The professionals perform this process repeatedly with ruthless execution. My own creation/consumption ratio is a deleterious 1:3.

But who can blame me? A A Gill once labelled BAO’s eponymous buns “sticky crack”, since they’re such moreish mouthfuls that, on a tickbox paper menu that allows customers to check off which fillings they want, BAO had to add an “all of them” option. Some customers tick it twice.

BAO’s story doesn’t qualify as an out-of-nowhere success, since steamed buns have been a staple of rural kitchens in China for thousands of years. Momofuko’s David Chang had also introduced London to a breakfast version with bacon and egg a few years before. BAO was also backed by investment from the Sethi family’s JKS Restaurants (which owns Trishna, Gymkhana, Kitchen Table and Lyle’s).

Still, when the first BAO burst on to London’s radar in 2015 in Lexington Street, Soho, Taiwanese bao were relatively unheard of beyond their Netil Market pop-up in Hackney (they’re still there for three hours every Saturday).

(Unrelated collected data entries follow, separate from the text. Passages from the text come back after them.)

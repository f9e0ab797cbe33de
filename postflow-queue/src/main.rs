//! postflow-queue - Manage scheduled posts
//!
//! Command-line front end to the scheduler: add posts to the queue, inspect
//! and edit them, and resubmit failed ones.

use std::path::PathBuf;

use chrono::{DateTime, Utc};
use clap::{Parser, Subcommand, ValueEnum};
use libpostflow::logging::{LogFormat, LoggingConfig};
use libpostflow::scheduling::parse_schedule_time;
use libpostflow::types::{PostStatusLog, PostUpdate};
use libpostflow::{
    Config, NewScheduledPost, Platform, PlatformError, PostStatus, PostflowError,
    PostflowService, Result, ScheduledPost,
};
use tracing::debug;

#[derive(Parser, Debug)]
#[command(name = "postflow-queue")]
#[command(version)]
#[command(about = "Manage scheduled posts")]
#[command(long_about = "\
postflow-queue - Manage scheduled posts

DESCRIPTION:
    postflow-queue adds posts to the Postflow queue and manages them until
    postflow-send publishes them.

COMMANDS:
    schedule    Queue a post for a platform
    list        List a user's posts
    reschedule  Move a pending post to a different time
    cancel      Remove a post from the queue
    retry       Resubmit failed posts
    history     Show the status history of a post

USAGE EXAMPLES:
    # Queue a post two hours from now
    postflow-queue schedule --user alice --platform bluesky --at 2h \"Hello!\"

    # Queue a video for tomorrow afternoon
    postflow-queue schedule --user alice --platform youtube \\
        --at \"tomorrow 3pm\" --media https://cdn.example/clip.mp4 \"Launch day\"

    # List pending posts as JSON
    postflow-queue list --user alice --format json

    # Reschedule a post
    postflow-queue reschedule <POST_ID> 2026-11-20T15:00:00Z

TIME FORMATS:
    Durations (30m, 2h, 1d), natural language (tomorrow 3pm,
    next monday 10am) or RFC 3339 timestamps.

CONFIGURATION:
    Configuration file: $POSTFLOW_CONFIG or ~/.config/postflow/config.toml

EXIT CODES:
    0 - Success
    1 - Operation failed
    2 - Authentication error
    3 - Invalid input (bad post ID, time format, etc.)
")]
struct Cli {
    #[command(subcommand)]
    command: Commands,

    /// Configuration file (overrides the default location)
    #[arg(long, global = true, value_name = "PATH", env = "POSTFLOW_CONFIG")]
    config: Option<PathBuf>,

    /// Enable verbose logging to stderr
    #[arg(short, long, global = true)]
    verbose: bool,
}

#[derive(Copy, Clone, Debug, PartialEq, Eq, ValueEnum)]
enum OutputFormat {
    Text,
    Json,
}

#[derive(Subcommand, Debug)]
enum Commands {
    /// Queue a post
    Schedule {
        /// Owner of the post
        #[arg(short, long)]
        user: String,

        /// Destination platform
        #[arg(short, long)]
        platform: String,

        /// When to publish (e.g. "2h", "tomorrow 3pm", RFC 3339)
        #[arg(long)]
        at: String,

        /// Media URL or uploaded media id, repeat for several
        #[arg(long = "media", value_name = "URL")]
        media: Vec<String>,

        /// Post text
        content: String,

        /// Output format
        #[arg(short, long, value_enum, default_value_t = OutputFormat::Text)]
        format: OutputFormat,
    },

    /// List a user's posts
    List {
        #[arg(short, long)]
        user: String,

        /// Include published and failed posts
        #[arg(long)]
        all: bool,

        /// Output format
        #[arg(short, long, value_enum, default_value_t = OutputFormat::Text)]
        format: OutputFormat,
    },

    /// Move a pending post to a new time
    Reschedule {
        post_id: String,

        /// New schedule time (e.g. "tomorrow 3pm", "2h")
        time: String,
    },

    /// Remove a post from the queue
    Cancel { post_id: String },

    /// Resubmit failed posts
    Retry {
        #[arg(required = true)]
        post_ids: Vec<String>,

        /// Give up on posts that already failed this many times
        #[arg(long)]
        max_retries: Option<u32>,
    },

    /// Show the status history of a post
    History {
        post_id: String,

        /// Output format
        #[arg(short, long, value_enum, default_value_t = OutputFormat::Text)]
        format: OutputFormat,
    },
}

#[tokio::main]
async fn main() {
    let cli = Cli::parse();

    let level = if cli.verbose { "debug" } else { "error" };
    LoggingConfig::new(LogFormat::Text, level.to_string(), cli.verbose).init();

    if let Err(e) = run(cli).await {
        eprintln!("Error: {}", e);
        std::process::exit(e.exit_code());
    }
}

async fn run(cli: Cli) -> Result<()> {
    let config = match &cli.config {
        Some(path) => Config::load_from_path(path)?,
        None => Config::load()?,
    };
    let service = PostflowService::from_config(config).await?;

    match cli.command {
        Commands::Schedule {
            user,
            platform,
            at,
            media,
            content,
            format,
        } => cmd_schedule(&service, user, &platform, &at, media, content, format).await,
        Commands::List { user, all, format } => cmd_list(&service, &user, all, format).await,
        Commands::Reschedule { post_id, time } => cmd_reschedule(&service, &post_id, &time).await,
        Commands::Cancel { post_id } => cmd_cancel(&service, &post_id).await,
        Commands::Retry {
            post_ids,
            max_retries,
        } => {
            let max_retries = max_retries.unwrap_or(service.config().scheduling.max_retries);
            cmd_retry(&service, &post_ids, max_retries).await
        }
        Commands::History { post_id, format } => cmd_history(&service, &post_id, format).await,
    }
}

/// Reject ids that cannot name a post before touching the database
fn validate_post_id(post_id: &str) -> Result<()> {
    uuid::Uuid::parse_str(post_id)
        .map(|_| ())
        .map_err(|_| PostflowError::InvalidInput(format!("Invalid post ID: {}", post_id)))
}

async fn find_post(service: &PostflowService, post_id: &str) -> Result<ScheduledPost> {
    validate_post_id(post_id)?;
    service
        .scheduler()
        .get_post(post_id)
        .await?
        .ok_or_else(|| PostflowError::InvalidInput(format!("Post not found: {}", post_id)))
}

async fn cmd_schedule(
    service: &PostflowService,
    user_id: String,
    platform: &str,
    at: &str,
    media_urls: Vec<String>,
    content: String,
    format: OutputFormat,
) -> Result<()> {
    let platform: Platform = platform.parse()?;
    let scheduled_time = parse_schedule_time(at, Utc::now())?;
    debug!(scheduled_time = %scheduled_time.to_rfc3339(), "Parsed schedule time");

    let post = service
        .scheduler()
        .schedule_post(NewScheduledPost {
            user_id,
            platform,
            content,
            scheduled_time,
            media_urls,
        })
        .await?;

    match format {
        OutputFormat::Json => print_json(&post)?,
        OutputFormat::Text => println!("{}", post.id),
    }
    Ok(())
}

async fn cmd_list(
    service: &PostflowService,
    user_id: &str,
    all: bool,
    format: OutputFormat,
) -> Result<()> {
    let posts = if all {
        service.scheduler().get_user_posts(user_id).await?
    } else {
        service.scheduler().get_user_schedule(user_id).await?
    };

    match format {
        OutputFormat::Json => print_json(&posts)?,
        OutputFormat::Text => {
            let now = Utc::now();
            for post in &posts {
                println!(
                    "{} | {} | {} | {} | {}",
                    post.id,
                    post.platform,
                    post.status,
                    format_time_until(now, post.scheduled_time),
                    truncate_content(&post.content, 50)
                );
            }
        }
    }
    Ok(())
}

async fn cmd_reschedule(service: &PostflowService, post_id: &str, time: &str) -> Result<()> {
    validate_post_id(post_id)?;
    let scheduled_time = parse_schedule_time(time, Utc::now())?;
    let post = service
        .scheduler()
        .update_scheduled_post(
            post_id,
            PostUpdate {
                scheduled_time: Some(scheduled_time),
                ..Default::default()
            },
        )
        .await?;

    println!(
        "Rescheduled {} to {}",
        post.id,
        post.scheduled_time.to_rfc3339()
    );
    Ok(())
}

async fn cmd_cancel(service: &PostflowService, post_id: &str) -> Result<()> {
    let post = find_post(service, post_id).await?;
    if post.status == PostStatus::Processing {
        return Err(PostflowError::InvalidInput(format!(
            "Post {} is being published and cannot be cancelled",
            post_id
        )));
    }

    service.scheduler().delete_scheduled_post(post_id).await?;
    println!("Cancelled {}", post_id);
    Ok(())
}

async fn cmd_retry(service: &PostflowService, post_ids: &[String], max_retries: u32) -> Result<()> {
    for post_id in post_ids {
        validate_post_id(post_id)?;
    }

    let result = service
        .monitor()
        .retry_failed_posts(post_ids, max_retries)
        .await;

    for post_id in &result.success {
        println!("Resubmitted {}", post_id);
    }
    for post_id in &result.permanent_failures {
        eprintln!("Giving up on {}: no retries left", post_id);
    }
    for failure in &result.failed {
        eprintln!("Retry of {} failed: {}", failure.post_id, failure.error);
    }

    let unsuccessful = result.permanent_failures.len() + result.failed.len();
    if unsuccessful > 0 {
        return Err(PlatformError::api(format!(
            "{} post(s) could not be resubmitted",
            unsuccessful
        ))
        .into());
    }
    Ok(())
}

async fn cmd_history(service: &PostflowService, post_id: &str, format: OutputFormat) -> Result<()> {
    let post = find_post(service, post_id).await?;
    let history = service.scheduler().post_history(&post.id).await?;

    match format {
        OutputFormat::Json => print_json(&history)?,
        OutputFormat::Text => {
            println!("{} | {} | {}", post.id, post.platform, post.status);
            for entry in &history {
                println!("  {}", format_log_entry(entry));
            }
        }
    }
    Ok(())
}

fn print_json<T: serde::Serialize + ?Sized>(value: &T) -> Result<()> {
    let json = serde_json::to_string_pretty(value)
        .map_err(|e| PostflowError::InvalidInput(format!("Failed to encode output: {}", e)))?;
    println!("{}", json);
    Ok(())
}

fn format_log_entry(entry: &PostStatusLog) -> String {
    let mut line = format!("{} {}", entry.created_at.to_rfc3339(), entry.status);
    if let Some(platform_id) = &entry.platform_id {
        line.push_str(&format!(" [{}]", platform_id));
    }
    if let Some(error) = &entry.error_message {
        line.push_str(&format!(": {}", error));
    }
    line
}

/// Truncate content to `max_chars` characters with an ellipsis
fn truncate_content(content: &str, max_chars: usize) -> String {
    let first_line = content.lines().next().unwrap_or_default();
    if first_line.chars().count() <= max_chars && first_line.len() == content.len() {
        first_line.to_string()
    } else {
        let truncated: String = first_line.chars().take(max_chars).collect();
        format!("{}...", truncated)
    }
}

/// Human-readable distance from `now` to `scheduled_time`
fn format_time_until(now: DateTime<Utc>, scheduled_time: DateTime<Utc>) -> String {
    let diff = (scheduled_time - now).num_seconds();
    if diff < 0 {
        return "overdue".to_string();
    }

    let minutes = diff / 60;
    let hours = minutes / 60;
    let days = hours / 24;

    if days > 0 {
        format!("in {} day{}", days, if days == 1 { "" } else { "s" })
    } else if hours > 0 {
        format!("in {} hour{}", hours, if hours == 1 { "" } else { "s" })
    } else if minutes > 0 {
        format!("in {} minute{}", minutes, if minutes == 1 { "" } else { "s" })
    } else {
        "in <1 minute".to_string()
    }
}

“There wasn’t much knowledge about Taiwanese cuisine when we started, says Shing. “I think the craze for street food was just starting to find its feet.”

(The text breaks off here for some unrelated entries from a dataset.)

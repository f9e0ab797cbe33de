//! Service facade for Postflow
//!
//! `PostflowService` wires the shared pieces (database, platform factory,
//! rate-limited API manager, clock) into the sub-services and is the single
//! entry point the binaries use:
//!
//! - [`Scheduler`]: schedule, edit and publish posts
//! - [`PostMonitor`]: reconcile submitted posts, retry and notify failures
//! - [`AccountService`]: connect platform accounts and hand out credentials
//!
//! # Example
//!
//! ```no_run
//! use libpostflow::service::PostflowService;
//! use tokio_util::sync::CancellationToken;
//!
//! # async fn example() -> libpostflow::Result<()> {
//! let service = PostflowService::new().await?;
//! let report = service.run_cycle(&CancellationToken::new()).await?;
//! println!("Published {} posts", report.processed.completed);
//! # Ok(())
//! # }
//! ```

use std::sync::Arc;

use serde::Serialize;
use tokio_util::sync::CancellationToken;
use tracing::{debug, info};

use crate::accounts::AccountService;
use crate::api_manager::ApiManager;
use crate::clock::{system_clock, SharedClock};
use crate::media::MediaFetcher;
use crate::monitor::{MonitorResult, PostMonitor};
use crate::notify::{LogNotifier, Notifier};
use crate::platforms::PlatformFactory;
use crate::rate_limiter::RateLimiter;
use crate::scheduler::{ProcessSummary, Scheduler};
use crate::{Config, Database, Result};

/// What one [`PostflowService::run_cycle`] did
#[derive(Debug, Clone, Default, Serialize)]
pub struct CycleReport {
    pub processed: ProcessSummary,
    pub monitor: MonitorResult,
    /// Users told about failed posts
    pub notified: usize,
    /// Finished posts deleted by retention cleanup
    pub cleaned_up: u64,
}

/// Main service facade that coordinates all sub-services
///
/// All sub-services share one [`Database`] handle, one [`PlatformFactory`]
/// and one [`ApiManager`], so rate limits are enforced across all of them.
pub struct PostflowService {
    config: Arc<Config>,
    db: Database,
    factory: Arc<PlatformFactory>,
    api: Arc<ApiManager>,
    accounts: Arc<AccountService>,
    scheduler: Scheduler,
    monitor: PostMonitor,
}

impl PostflowService {
    /// Create a service from the default configuration file
    ///
    /// # Errors
    ///
    /// Returns an error if the configuration cannot be loaded or the
    /// database cannot be opened and migrated.
    pub async fn new() -> Result<Self> {
        let config = Config::load()?;
        Self::from_config(config).await
    }

    /// Create a service from an already loaded configuration
    ///
    /// Uses the system clock, real platform adapters and log notifications.
    pub async fn from_config(config: Config) -> Result<Self> {
        let db = Database::new(&config.database.path).await?;
        let factory = Arc::new(PlatformFactory::from_config(&config)?);
        Self::from_parts(
            config,
            db,
            factory,
            system_clock(),
            Arc::new(LogNotifier),
        )
    }

    /// Assemble a service around caller-provided parts
    ///
    /// Tests use this to inject mock adapters, a manual clock and a
    /// recording notifier.
    pub fn from_parts(
        config: Config,
        db: Database,
        factory: Arc<PlatformFactory>,
        clock: SharedClock,
        notifier: Arc<dyn Notifier>,
    ) -> Result<Self> {
        let media = MediaFetcher::new(config.http.timeout())?;
        // Rate-limit windows live in the database so every process shares them
        let limiter = RateLimiter::new(Arc::new(db.clone()), clock.clone());
        let api = Arc::new(ApiManager::from_config(limiter, &config));
        let accounts = Arc::new(AccountService::new(
            db.clone(),
            factory.clone(),
            clock.clone(),
        ));
        let scheduler = Scheduler::new(
            db.clone(),
            factory.clone(),
            api.clone(),
            accounts.clone(),
            media.clone(),
            clock.clone(),
        )
        .with_concurrency(config.scheduling.concurrency)
        .with_max_retries(config.scheduling.max_retries);
        let monitor = PostMonitor::new(
            db.clone(),
            factory.clone(),
            api.clone(),
            accounts.clone(),
            media,
            clock,
            notifier,
        )
        .with_max_check_failures(config.scheduling.max_check_failures);

        Ok(Self {
            config: Arc::new(config),
            db,
            factory,
            api,
            accounts,
            scheduler,
            monitor,
        })
    }

    pub fn config(&self) -> &Config {
        &self.config
    }

    /// Access the database directly
    pub fn database(&self) -> &Database {
        &self.db
    }

    pub fn factory(&self) -> &PlatformFactory {
        &self.factory
    }

    pub fn api(&self) -> &ApiManager {
        &self.api
    }

    pub fn accounts(&self) -> &AccountService {
        &self.accounts
    }

    pub fn scheduler(&self) -> &Scheduler {
        &self.scheduler
    }

    pub fn monitor(&self) -> &PostMonitor {
        &self.monitor
    }

    /// One batch of background work
    ///
    /// Publishes due posts, reconciles submitted ones, notifies users about
    /// failures and applies retention. Nothing after publishing runs once
    /// `cancel` has fired.
    pub async fn run_cycle(&self, cancel: &CancellationToken) -> Result<CycleReport> {
        let mut report = CycleReport {
            processed: self.scheduler.process_due_posts_until(cancel).await?,
            ..Default::default()
        };
        if cancel.is_cancelled() {
            debug!("Cycle cancelled after publishing");
            return Ok(report);
        }

        report.monitor = self.monitor.monitor_scheduled_posts().await;
        if !report.monitor.failed_posts.is_empty() {
            report.notified = self.monitor.notify_failed_posts(&report.monitor).await;
        }

        report.cleaned_up = self
            .scheduler
            .cleanup_expired(self.config.scheduling.retention_days)
            .await?;
        let purged = self.api.limiter().purge_expired().await?;
        if purged > 0 {
            debug!(purged, "Expired rate-limit entries removed");
        }

        info!(
            completed = report.processed.completed,
            failed = report.processed.failed,
            published = report.monitor.published,
            "Cycle finished"
        );
        Ok(report)
    }
}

Next month BAO opens a fourth site in Borough Market, more “fun and garish”, according to Shing, with — as well as normal bao bun service — rolling shutter fronts, a seasonal display of fruits such as papaya and watermelon, and Japanese chūhai, a sake sour which, combined with fruit, makes a refreshing shōchū highball.

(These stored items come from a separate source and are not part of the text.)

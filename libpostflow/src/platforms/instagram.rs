//! Instagram platform implementation
//!
//! Publishing goes through the Graph API content-publishing flow: create a
//! media container from a public URL, wait until its `status_code` is
//! `FINISHED`, then publish it. Carousels are built from item containers.
//! Short-lived login tokens are exchanged for long-lived ones, and the
//! long-lived token doubles as the refresh token.

use async_trait::async_trait;
use reqwest::{Client, StatusCode};
use serde::Deserialize;
use serde_json::{json, Value};
use tracing::debug;

use crate::config::OAuthAppConfig;
use crate::error::{PlatformError, Result};
use crate::platforms::http::{self, into_auth_error};
use crate::platforms::oauth::{self, TokenResponse};
use crate::platforms::poll::{poll_until, PollPolicy, PollState};
use crate::platforms::{
    is_url, limits, media_type_from_url, require_media_type, unsupported, PlatformAdapter,
};
use crate::types::{
    AccessTokenData, AuthorizationRequest, MediaMetadata, MediaType, MediaUploadResult, Platform,
    PlatformUser, PostOptions, PostResult, RemotePostStatus,
};

const PLATFORM: Platform = Platform::Instagram;
const GRAPH_VERSION: &str = "v19.0";
const DEFAULT_SCOPES: [&str; 4] = [
    "instagram_basic",
    "instagram_content_publish",
    "pages_show_list",
    "pages_read_engagement",
];

pub struct InstagramAdapter {
    client: Client,
    app: OAuthAppConfig,
    auth_base: String,
    graph_base: String,
    poll: PollPolicy,
}

#[derive(Debug, Deserialize)]
struct Accounts {
    #[serde(default)]
    data: Vec<PageAccount>,
}

#[derive(Debug, Deserialize)]
struct PageAccount {
    instagram_business_account: Option<BusinessAccount>,
}

#[derive(Debug, Deserialize)]
struct BusinessAccount {
    id: String,
    username: Option<String>,
    name: Option<String>,
    profile_picture_url: Option<String>,
}

#[derive(Debug, Deserialize)]
struct IdResponse {
    id: String,
}

#[derive(Debug, Deserialize)]
struct ContainerStatus {
    status_code: Option<String>,
    status: Option<String>,
}

/// What a single container is built from
enum ContainerSource<'a> {
    Media {
        url: &'a str,
        media_type: MediaType,
        carousel_item: bool,
    },
    Carousel {
        children: &'a [String],
    },
}

impl InstagramAdapter {
    pub fn new(app: OAuthAppConfig, client: Client) -> Self {
        Self {
            client,
            app,
            auth_base: "https://www.facebook.com".to_string(),
            graph_base: "https://graph.facebook.com".to_string(),
            poll: PollPolicy::default(),
        }
    }

    pub fn with_base_url(mut self, base: &str) -> Self {
        let base = base.trim_end_matches('/').to_string();
        self.auth_base = base.clone();
        self.graph_base = base;
        self
    }

    pub fn with_poll_policy(mut self, policy: PollPolicy) -> Self {
        self.poll = policy;
        self
    }

    fn graph(&self, path: &str) -> String {
        format!("{}/{}/{}", self.graph_base, GRAPH_VERSION, path)
    }

    async fn exchange_long_lived(&self, operation: &str, token: &str) -> Result<AccessTokenData> {
        let secret = self.app.require_secret(PLATFORM)?;
        let response: TokenResponse = http::send_json(
            PLATFORM,
            operation,
            self.client.get(self.graph("oauth/access_token")).query(&[
                ("grant_type", "fb_exchange_token"),
                ("client_id", self.app.client_id.as_str()),
                ("client_secret", secret),
                ("fb_exchange_token", token),
            ]),
        )
        .await
        .map_err(into_auth_error)?;

        let mut long_lived: AccessTokenData = response.into();
        // The long-lived token is re-exchanged to extend it
        long_lived.refresh_token = Some(long_lived.access_token.clone());
        Ok(long_lived)
    }

    async fn business_account(&self, token: &str) -> Result<BusinessAccount> {
        let accounts: Accounts = http::send_json(
            PLATFORM,
            "get_user",
            self.client.get(self.graph("me/accounts")).query(&[
                (
                    "fields",
                    "instagram_business_account{id,username,name,profile_picture_url}",
                ),
                ("access_token", token),
            ]),
        )
        .await?;

        accounts
            .data
            .into_iter()
            .find_map(|page| page.instagram_business_account)
            .ok_or_else(|| {
                PlatformError::auth("No Instagram business account is linked to this login")
                    .with_context("platform", PLATFORM.as_str())
                    .with_context("operation", "get_user")
                    .into()
            })
    }

    async fn create_container(
        &self,
        account_id: &str,
        source: ContainerSource<'_>,
        caption: Option<&str>,
        options: &PostOptions,
        token: &str,
    ) -> Result<String> {
        let mut body = json!({ "access_token": token });
        match source {
            ContainerSource::Media {
                url,
                media_type,
                carousel_item,
            } => {
                match media_type {
                    MediaType::Image => body["image_url"] = json!(url),
                    MediaType::Video => {
                        body["video_url"] = json!(url);
                        body["media_type"] = json!(if carousel_item { "VIDEO" } else { "REELS" });
                        if let Some(share) = options.share_to_feed.filter(|_| !carousel_item) {
                            body["share_to_feed"] = json!(share);
                        }
                    }
                }
                if carousel_item {
                    body["is_carousel_item"] = json!(true);
                }
            }
            ContainerSource::Carousel { children } => {
                body["media_type"] = json!("CAROUSEL");
                body["children"] = json!(children.join(","));
            }
        }
        if let Some(caption) = caption {
            body["caption"] = json!(caption);
        }

        let container: IdResponse = http::send_json(
            PLATFORM,
            "create_container",
            self.client
                .post(self.graph(&format!("{}/media", account_id)))
                .json(&body),
        )
        .await?;
        Ok(container.id)
    }

    async fn wait_for_container(&self, container_id: &str, token: &str) -> Result<()> {
        let url = self.graph(container_id);
        poll_until(PLATFORM, "container_status", self.poll, || {
            let request = self
                .client
                .get(&url)
                .query(&[("fields", "status_code,status"), ("access_token", token)]);
            async move {
                let status: ContainerStatus =
                    http::send_json(PLATFORM, "container_status", request).await?;
                let code = status.status_code.unwrap_or_default();
                Ok(match code.as_str() {
                    "FINISHED" | "PUBLISHED" => PollState::Done(()),
                    "ERROR" | "EXPIRED" => PollState::Failed(status.status.unwrap_or(code.clone())),
                    _ => PollState::Pending(code.clone()),
                })
            }
        })
        .await
    }

    async fn publish(&self, account_id: &str, container_id: &str, token: &str) -> Result<String> {
        let published: IdResponse = http::send_json(
            PLATFORM,
            "publish",
            self.client
                .post(self.graph(&format!("{}/media_publish", account_id)))
                .json(&json!({ "creation_id": container_id, "access_token": token })),
        )
        .await?;
        Ok(published.id)
    }
}

#[async_trait]
impl PlatformAdapter for InstagramAdapter {
    fn platform(&self) -> Platform {
        PLATFORM
    }

    fn character_limit(&self) -> Option<usize> {
        limits(PLATFORM).0
    }

    fn max_media(&self) -> usize {
        limits(PLATFORM).1
    }

    fn get_auth_url(&self) -> Result<AuthorizationRequest> {
        let state = oauth::generate_state();
        let scope = oauth::scopes_or(self.app.scopes.as_ref(), &DEFAULT_SCOPES, ",");
        let url = oauth::authorize_url(
            PLATFORM,
            &format!("{}/{}/dialog/oauth", self.auth_base, GRAPH_VERSION),
            &[
                ("client_id", self.app.client_id.as_str()),
                ("redirect_uri", self.app.redirect_uri.as_str()),
                ("state", state.as_str()),
                ("scope", scope.as_str()),
                ("response_type", "code"),
            ],
        )?;
        Ok(AuthorizationRequest {
            url,
            state,
            code_verifier: None,
        })
    }

    async fn authorize(&self, code: &str, _verifier: Option<&str>) -> Result<AccessTokenData> {
        let secret = self.app.require_secret(PLATFORM)?;
        let short_lived: TokenResponse = http::send_json(
            PLATFORM,
            "authorize",
            self.client.get(self.graph("oauth/access_token")).query(&[
                ("client_id", self.app.client_id.as_str()),
                ("client_secret", secret),
                ("redirect_uri", self.app.redirect_uri.as_str()),
                ("code", code),
            ]),
        )
        .await
        .map_err(into_auth_error)?;

        self.exchange_long_lived("authorize", &short_lived.access_token)
            .await
    }

    async fn refresh_token(&self, refresh_token: &str) -> Result<AccessTokenData> {
        self.exchange_long_lived("refresh_token", refresh_token)
            .await
    }

    async fn get_user(&self, access_token: &str) -> Result<PlatformUser> {
        let account = self.business_account(access_token).await?;
        Ok(PlatformUser {
            username: account.username.unwrap_or_else(|| account.id.clone()),
            id: account.id,
            display_name: account.name,
            profile_image: account.profile_picture_url,
            is_verified: None,
        })
    }

    async fn upload_media(
        &self,
        _data: &[u8],
        mime_type: &str,
        access_token: &str,
        metadata: Option<&MediaMetadata>,
    ) -> Result<MediaUploadResult> {
        let media_type = require_media_type(PLATFORM, mime_type)?;
        let source_url = metadata
            .and_then(|m| m.source_url.as_deref())
            .ok_or_else(|| {
                PlatformError::validation("Instagram uploads need a publicly reachable source URL")
                    .with_context("platform", PLATFORM.as_str())
                    .with_context("operation", "upload_media")
            })?;

        let account = self.business_account(access_token).await?;
        let container_id = self
            .create_container(
                &account.id,
                ContainerSource::Media {
                    url: source_url,
                    media_type,
                    carousel_item: true,
                },
                None,
                &PostOptions::default(),
                access_token,
            )
            .await?;
        self.wait_for_container(&container_id, access_token).await?;

        Ok(MediaUploadResult {
            media_id: container_id,
            media_type,
            url: Some(source_url.to_string()),
        })
    }

    async fn create_post(
        &self,
        content: &str,
        media_ids: &[String],
        access_token: &str,
        options: &PostOptions,
    ) -> Result<PostResult> {
        self.validate_content(content, media_ids)?;

        let caption = (!content.is_empty()).then_some(content);
        let account = self.business_account(access_token).await?;

        let container_id = match media_ids {
            [single] if is_url(single) => {
                self.create_container(
                    &account.id,
                    ContainerSource::Media {
                        url: single,
                        media_type: media_type_from_url(single),
                        carousel_item: false,
                    },
                    caption,
                    options,
                    access_token,
                )
                .await?
            }
            [_] => {
                return Err(PlatformError::validation(
                    "A single Instagram post needs a media URL; uploaded containers are carousel items",
                )
                .with_context("platform", PLATFORM.as_str())
                .into());
            }
            many => {
                let mut children = Vec::with_capacity(many.len());
                for media in many {
                    if is_url(media) {
                        let child = self
                            .create_container(
                                &account.id,
                                ContainerSource::Media {
                                    url: media,
                                    media_type: media_type_from_url(media),
                                    carousel_item: true,
                                },
                                None,
                                options,
                                access_token,
                            )
                            .await?;
                        self.wait_for_container(&child, access_token).await?;
                        children.push(child);
                    } else {
                        children.push(media.clone());
                    }
                }
                self.create_container(
                    &account.id,
                    ContainerSource::Carousel {
                        children: &children,
                    },
                    caption,
                    options,
                    access_token,
                )
                .await?
            }
        };

        self.wait_for_container(&container_id, access_token).await?;
        let media_id = self
            .publish(&account.id, &container_id, access_token)
            .await?;

        debug!(media_id = %media_id, container_id = %container_id, "Instagram media published");
        Ok(PostResult::new(PLATFORM, media_id, None))
    }

    async fn delete_post(&self, _post_id: &str, _access_token: &str) -> Result<()> {
        Err(unsupported(PLATFORM, "delete_post"))
    }

    async fn get_post_status(
        &self,
        post_id: &str,
        access_token: &str,
    ) -> Result<RemotePostStatus> {
        let response = http::send_raw(
            PLATFORM,
            "get_post_status",
            self.client.get(self.graph(post_id)).query(&[
                ("fields", "id,like_count,comments_count,permalink"),
                ("access_token", access_token),
            ]),
        )
        .await?;

        if matches!(response.status(), StatusCode::NOT_FOUND | StatusCode::BAD_REQUEST) {
            return Ok(RemotePostStatus::Failed {
                reason: "Media not found".to_string(),
            });
        }
        let response = http::ensure_success(PLATFORM, "get_post_status", response).await?;
        let media: Value = http::read_json(PLATFORM, "get_post_status", response).await?;

        Ok(RemotePostStatus::Published {
            metrics: Some(json!({
                "likes": media.get("like_count").cloned().unwrap_or(Value::Null),
                "comments": media.get("comments_count").cloned().unwrap_or(Value::Null),
            })),
        })
    }
}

Chinese dining has been on the rise in London, and Chinese New Year is a perfect excuse to indulge. “The done thing for us is a Cantonese feast, and red envelopes filled with cash, which are given to people who aren’t married to bring them good luck”, says Wai.

At BAO’s sister tea house XU, in Rupert Street, celebrations include a lion dance and mahjong club. “During our childhood we celebrated, along with half of Nottingham, at a big banquet with live music, opera, a lion dancer and firecrackers to ward away evil.”

Outside the West End, The Berkeley in Knightsbridge is turning out delectable swine-faced macarons to celebrate. Duddell’s in London Bridge is toasting the New Year with an array of dishes: sea cucumber and abalone served with shimeji mushroom.

Murger Han, meanwhile, is offering a free pork murger (a wheat-flour batter burger bun baked in a clay oven) with every order of pork biang biang noodles and bubblewrap waffle at its sites in Euston and Mayfair, while in Chinatown the restaurant Er Mei is offering four homemade sichuan soy sauce and minced pork buns for £4.50.

Nearby at Bubbledogs, feast on a one-off hotdog: the Lucky Pig-Pork frankfurter, topped with braised pork belly, char sui ketchup, pickled cucumber and a sesame garlic chili sauce. Those of a sweet dental disposition will enjoy the BubbleOink waffle from Hong Kong Egg Waffle in Soho throughout February — a warm waffle rolled into a cone and filled with ice-cream, fruit, sauce and nuts.